The College Reaches 343rd Birthday, But Nobody Celebrates--Or Even Knows
Harvard celebrated its 343rd birthday yesterday, but nobody knew--not even President Bok.
Bok said last night he had been unaware of the month and day of the founding of the College. Claiming that he had nothing profound to say on the occasion, he added, "There's something about 343 that just doesn't ring my bell."
"I'll mark it down on my calendar and I'll have something pithy to say about the 344th," he said.
Trouble From the Start
Harvard's first year was a calamitous one. Its first professor, Nathanial Eaton--who taught all 20 students by himself--was later convicted in General Court for "cruell and barbaros beating" of students. He tearfully repented, but the court recalled that he had beaten one student nearly to death and discharged him.
Reminded of this incident, Bok noted last night that one Harvard president had fathered an illegitimate child and added, "The standard of morality of Harvard presidents has gone up, although it ill becomes me to say so."
Harvard was founded on Oct. 28, 1636, when the Boston General Court approved a motion to spend 400 pounds to found a college in the area. It was not a hot issue--the motion was the last item on a busy schedule that included prohibiting the sale of lace and awarding five pounds to a sailor who lost an eye while on a voyage to Block Island.
An Early Fund Drive
The school opened two years later, bolstered by a contribution of 779 pounds from John Harvard. It began as a farm-house in the middle of Cowyard Row (now the Yard), and steam and smells from cow manure regularly wafted through the classrooms.
Although Harvard was founded as a school for the ministry, its alumni almost immediately began their historic association with public policy issues.
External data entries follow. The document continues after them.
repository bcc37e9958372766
use dotenvy::dotenv;
use tracing::{error, info};
use uuid::Uuid;

fn init_logging() {
    // .env first so RUST_LOG and LOG_FORMAT apply
    dotenv().ok();
    common::utils::logging::init_logging_from_env();
    info!(service = "batik-store", event = "logger_init", "tracing subscriber initialized");
}

fn main() -> std::process::ExitCode {
    init_logging();

    let instance_id = Uuid::new_v4();
    let pid = std::process::id();
    let version = env!("CARGO_PKG_VERSION");

    std::panic::set_hook(Box::new(move |info| {
        error!(
            service = "batik-store",
            event = "panic",
            %instance_id,
            pid,
            message = %info,
            "unhandled panic occurred"
        );
    }));

    // config.toml wins over TOKIO_WORKER_THREADS
    let worker_threads = match configs::AppConfig::load_and_validate() {
        Ok(cfg) => cfg.server.worker_threads,
        Err(_) => std::env::var("TOKIO_WORKER_THREADS").ok().and_then(|v| v.parse::<usize>().ok()),
    };

    let mut builder = tokio::runtime::Builder::new_multi_thread();
    builder.enable_all();
    if let Some(w) = worker_threads { builder.worker_threads(w); }

    let rt = match builder.build() {
        Ok(rt) => rt,
        Err(e) => {
            error!(service = "batik-store", event = "runtime_build_failed", error = %e, "failed to build tokio runtime");
            return std::process::ExitCode::FAILURE;
        }
    };

    info!(
        service = "batik-store",
        event = "start",
        %instance_id,
        pid,
        version,
        threads = worker_threads.unwrap_or_default(),
        "storefront server starting"
    );

    rt.block_on(async move {
        let server_task = tokio::spawn(async move {
            let res = server::run().await;
            if let Err(e) = &res {
                error!(service = "batik-store", event = "run_failed", error = %e, "server::run returned error");
            }
            res
        });

        tokio::select! {
            res = server_task => match res {
                Ok(Ok(())) => {
                    info!(service = "batik-store", event = "stop", %instance_id, pid, "server stopped normally");
                    std::process::ExitCode::SUCCESS
                }
                // already logged inside the task
                Ok(Err(_)) => std::process::ExitCode::FAILURE,
                Err(e) => {
                    error!(service = "batik-store", event = "task_join_error", error = %e, "server task join error");
                    std::process::ExitCode::FAILURE
                }
            },
            _ = tokio::signal::ctrl_c() => {
                info!(service = "batik-store", event = "shutdown_signal", %instance_id, pid, "received Ctrl+C, shutting down");
                std::process::ExitCode::SUCCESS
            }
        }
    })
}
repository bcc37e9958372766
/// Schema-level CRUD checks against a live Postgres
pub mod crud_tests;
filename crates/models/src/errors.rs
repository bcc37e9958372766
use thiserror::Error;

#[derive(Debug, Error)]
pub enum ModelError {
    #[error("validation error: {0}")]
    Validation(String),
    #[error("database error: {0}")]
    Db(String),
}

impl From<sea_orm::DbErr> for ModelError {
    fn from(e: sea_orm::DbErr) -> Self { ModelError::Db(e.to_string()) }
}
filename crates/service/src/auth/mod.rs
//! Admin authentication: three-layer architecture (domain, repository, service).
//!
//! Back-office users log in with email and password; sessions are HS256 JWTs
//! minted and checked by [`token`].

pub mod domain;
pub mod errors;
pub mod repository;
pub mod service;
pub mod repo;
pub mod token;

pub use service::AuthService;
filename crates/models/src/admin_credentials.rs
use sea_orm::entity::prelude::*;
use sea_orm::{EntityTrait, ColumnTrait, QueryFilter, ActiveModelTrait, Set, ConnectionTrait};
use uuid::Uuid;
use chrono::Utc;
use serde::{Deserialize, Serialize};

use crate::admin_user;

#[derive(Clone, Debug, PartialEq, DeriveEntityModel, Serialize, Deserialize)]
#[sea_orm(table_name = "admin_credentials")]
pub struct Model {
    #[sea_orm(primary_key, auto_increment = false)]
    pub id: Uuid,
    #[sea_orm(unique)]
    pub user_id: Uuid,
    pub password_hash: String,
    pub password_algorithm: String,
    pub created_at: DateTimeWithTimeZone,
    pub updated_at: DateTimeWithTimeZone,
}

#[derive(Copy, Clone, Debug, EnumIter)]
pub enum Relation { User }

impl RelationTrait for Relation {
    fn def(&self) -> RelationDef {
        match self {
            Relation::User => Entity::belongs_to(admin_user::Entity)
                .from(Column::UserId)
                .to(admin_user::Column::Id)
                .into(),
        }
    }
}

impl Related<admin_user::Entity> for Entity {
    fn to() -> RelationDef { Relation::User.def() }
}

impl ActiveModelBehavior for ActiveModel {}

pub async fn upsert_password<C: ConnectionTrait>(
    db: &C,
    user_id: Uuid,
    password_hash: String,
    algorithm: &str,
) -> Result<Model, crate::errors::ModelError> {
    if password_hash.trim().is_empty() {
        return Err(crate::errors::ModelError::Validation("password hash required".into()));
    }
    let now = Utc::now().into();
    if let Some(existing) = Entity::find()
        .filter(Column::UserId.eq(user_id))
        .one(db)
        .await? {
        let mut am: ActiveModel = existing.into();
        am.password_hash = Set(password_hash);
        am.password_algorithm = Set(algorithm.to_string());
        am.updated_at = Set(now);
        Ok(am.update(db).await?)
    } else {
        let am = ActiveModel {
            id: Set(Uuid::new_v4()),
            user_id: Set(user_id),
            password_hash: Set(password_hash),
            password_algorithm: Set(algorithm.to_string()),
            created_at: Set(now),
            updated_at: Set(now),
        };
        Ok(am.insert(db).await?)
    }
}
//! Create `news` table.
use sea_orm_migration::{prelude::*, schema::*};

#[derive(DeriveMigrationName)]
pub struct Migration;

#[async_trait::async_trait]
impl MigrationTrait for Migration {
    async fn up(&self, manager: &SchemaManager) -> Result<(), DbErr> {
        manager
            .create_table(
                Table::create()
                    .table(News::Table)
                    .if_not_exists()
                    .col(uuid(News::Id).primary_key())
                    .col(string_len(News::Title, 255).not_null())
                    .col(string_len(News::Slug, 280).unique_key().not_null())
                    .col(text_null(News::Excerpt))
                    .col(text(News::Content).not_null())
                    .col(string_len_null(News::CoverImageUrl, 1024))
                    .col(boolean(News::IsPublished).not_null())
                    .col(timestamp_with_time_zone_null(News::PublishedAt))
                    .col(timestamp_with_time_zone(News::CreatedAt).not_null())
                    .col(timestamp_with_time_zone(News::UpdatedAt).not_null())
                    .to_owned(),
            )
            .await
    }

    async fn down(&self, manager: &SchemaManager) -> Result<(), DbErr> {
        manager.drop_table(Table::drop().table(News::Table).to_owned()).await
    }
}

#[derive(DeriveIden)]
enum News { Table, Id, Title, Slug, Excerpt, Content, CoverImageUrl, IsPublished, PublishedAt, CreatedAt, UpdatedAt }
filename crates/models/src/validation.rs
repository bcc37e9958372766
//! Field checks shared by the entity modules.

use common::slug::{is_valid_slug, slugify};

use crate::errors::ModelError;

/// Trimmed, non-empty, at most `max` characters.
pub fn required_text(field: &str, value: &str, max: usize) -> Result<String, ModelError> {
    let trimmed = value.trim();
    if trimmed.is_empty() {
        return Err(ModelError::Validation(format!("{field} required")));
    }
    if trimmed.chars().count() > max {
        return Err(ModelError::Validation(format!("{field} must be at most {max} characters")));
    }
    Ok(trimmed.to_string())
}

/// Empty or whitespace-only optional text collapses to `None`.
pub fn optional_text(value: Option<&str>) -> Option<String> {
    value.map(str::trim).filter(|v| !v.is_empty()).map(str::to_string)
}

/// Use the explicit slug when given (it must already be valid), otherwise derive one from `source`.
pub fn resolve_slug(explicit: Option<&str>, source: &str) -> Result<String, ModelError> {
    match explicit.map(str::trim).filter(|s| !s.is_empty()) {
        Some(s) if is_valid_slug(s) => Ok(s.to_string()),
        Some(s) => Err(ModelError::Validation(format!("invalid slug '{s}'"))),
        None => {
            let derived = slugify(source);
            if derived.is_empty() {
                return Err(ModelError::Validation("cannot derive slug from name".into()));
            }
            Ok(derived)
        }
    }
}

/// Optional absolute http(s) URL.
pub fn optional_url(field: &str, value: Option<&str>) -> Result<Option<String>, ModelError> {
    match optional_text(value) {
        Some(u) if u.starts_with("http://") || u.starts_with("https://") => Ok(Some(u)),
        Some(_) => Err(ModelError::Validation(format!("{field} must start with http(s)"))),
        None => Ok(None),
    }
}

#[cfg(test)]
mod tests {
    use super::*;

    #[test]
    fn required_text_trims_and_bounds() {
        assert_eq!(required_text("name", "  Sogan ", 10).unwrap(), "Sogan");
        assert!(required_text("name", "   ", 10).is_err());
        assert!(required_text("name", "abcdefghijk", 10).is_err());
    }

    #[test]
    fn slug_is_derived_or_checked() {
        assert_eq!(resolve_slug(None, "Kawung Biru").unwrap(), "kawung-biru");
        assert_eq!(resolve_slug(Some(" "), "Kawung").unwrap(), "kawung");
        assert_eq!(resolve_slug(Some("kawung-2"), "ignored").unwrap(), "kawung-2");
        assert!(resolve_slug(Some("Kawung 2"), "x").is_err());
        assert!(resolve_slug(None, "!!!").is_err());
    }

    #[test]
    fn url_must_be_http() {
        assert_eq!(optional_url("image_url", Some("")).unwrap(), None);
        assert!(optional_url("image_url", Some("ftp://x")).is_err());
        assert!(optional_url("image_url", Some("https://cdn/x.png")).unwrap().is_some());
    }
}
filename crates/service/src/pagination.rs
//! Pagination utilities for service layer
//!
//! Provides a simple `Pagination` struct and helpers to normalize inputs.

use common::types::Page;
use serde::Deserialize;

/// Pagination parameters
#[derive(Clone, Copy, Debug, Deserialize)]
pub struct Pagination {
    /// 1-based page index
    #[serde(default = "default_page")]
    pub page: u32,
    /// items per page
    #[serde(default = "default_per_page")]
    pub per_page: u32,
}

fn default_page() -> u32 { 1 }
fn default_per_page() -> u32 { 20 }

impl Pagination {
    /// Clamp to sane defaults and convert to `u64`
    pub fn normalize(self) -> (u64, u64) {
        let page = if self.page == 0 { 1 } else { self.page };
        let per_page = self.per_page.clamp(1, 100);
        ((page - 1) as u64, per_page as u64)
    }

    /// Slice an in-memory list into a page envelope.
    pub fn apply<T>(self, items: Vec<T>) -> Page<T> {
        let (page_idx, per_page) = self.normalize();
        let total = items.len() as u64;
        let start = (page_idx * per_page).min(total) as usize;
        let items: Vec<T> = items.into_iter().skip(start).take(per_page as usize).collect();
        Page { items, page: page_idx as u32 + 1, per_page: per_page as u32, total }
    }
}

impl Default for Pagination {
    fn default() -> Self { Self { page: default_page(), per_page: default_per_page() } }
}

#[cfg(test)]
mod tests {
    use super::Pagination;

    #[test]
    fn normalize_clamps_zero_to_defaults() {
        let (idx, per) = Pagination { page: 0, per_page: 0 }.normalize();
        assert_eq!(idx, 0);
        assert_eq!(per, 1);
    }

    #[test]
    fn normalize_clamps_upper_bound() {
        let (idx, per) = Pagination { page: 5, per_page: 1000 }.normalize();
        assert_eq!(idx, 4);
        assert_eq!(per, 100);
    }

    #[test]
    fn default_values_are_sane() {
        let d = Pagination::default();
        assert_eq!(d.page, 1);
        assert_eq!(d.per_page, 20);
    }

    #[test]
    fn apply_slices_and_reports_total() {
        let page = Pagination { page: 2, per_page: 3 }.apply((1..=7).collect::<Vec<_>>());
        assert_eq!(page.items, vec![4, 5, 6]);
        assert_eq!(page.total, 7);
        assert_eq!(page.page, 2);

        let past_end = Pagination { page: 9, per_page: 3 }.apply(vec![1, 2]);
        assert!(past_end.items.is_empty());
        assert_eq!(past_end.total, 2);
    }
}
//! Prometheus metrics for the storefront (default registry).

use once_cell::sync::Lazy;
use prometheus::{register_int_counter_vec, Encoder, IntCounterVec, TextEncoder};

pub static STORAGE_OPERATIONS_TOTAL: Lazy<IntCounterVec> = Lazy::new(|| {
    register_int_counter_vec!(
        "batik_storage_operations_total",
        "Blob store operations by bucket and operation",
        &["bucket", "op"]
    )
    .expect("register storage_operations_total")
});

pub static MEDIA_SYNC_INSERTED_TOTAL: Lazy<IntCounterVec> = Lazy::new(|| {
    register_int_counter_vec!(
        "batik_media_sync_inserted_total",
        "Media library rows inserted by bucket sync",
        &["bucket"]
    )
    .expect("register media_sync_inserted_total")
});

pub static HTTP_ERRORS_TOTAL: Lazy<IntCounterVec> = Lazy::new(|| {
    register_int_counter_vec!(
        "batik_http_errors_total",
        "Error responses returned by the API, by status code",
        &["status"]
    )
    .expect("register http_errors_total")
});

pub fn record_storage_op(bucket: &str, op: &str) {
    STORAGE_OPERATIONS_TOTAL.with_label_values(&[bucket, op]).inc();
}

pub fn record_sync_inserted(bucket: &str, count: u64) {
    MEDIA_SYNC_INSERTED_TOTAL.with_label_values(&[bucket]).inc_by(count);
}

pub fn record_http_error(status: u16) {
    HTTP_ERRORS_TOTAL.with_label_values(&[&status.to_string()]).inc();
}

pub fn encode_metrics() -> (axum::http::StatusCode, String) {
    let encoder = TextEncoder::new();
    let metric_families = prometheus::gather();
    let mut buffer = Vec::new();
    if let Err(e) = encoder.encode(&metric_families, &mut buffer) {
        return (
            axum::http::StatusCode::INTERNAL_SERVER_ERROR,
            format!("metrics encode error: {e}"),
        );
    }
    (
        axum::http::StatusCode::OK,
        String::from_utf8(buffer).unwrap_or_default(),
    )
}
William Stoughton of the class of 1650 was chief justice and prosecuter at Salem witchcraft trials, and a number of other alumni were heavily involved in the trials, including one who was hanged for witch-craft.
President Increase Mather later held a ceremonial book burning in the Yard, expunging a book that discussed Cotton Mather's role in the witchcraft trials.
The three threads that most clearly extend back to the early days of Harvard are grumblings about food, concern about townies and pranks.
While president of Harvard, Henry Dunster was once called back from a journey to Concord by an urgent messenger who reported that some students had actually succeeded in raising the devil. Dunster dealt harshly with Satan--he blew up a pile of gunpowder in the Yard to exorcise the devil.
Food was reportedly inedible from the start and in 1767 it was so bad the students staged a rebellion that alarmed the Fellows considerably.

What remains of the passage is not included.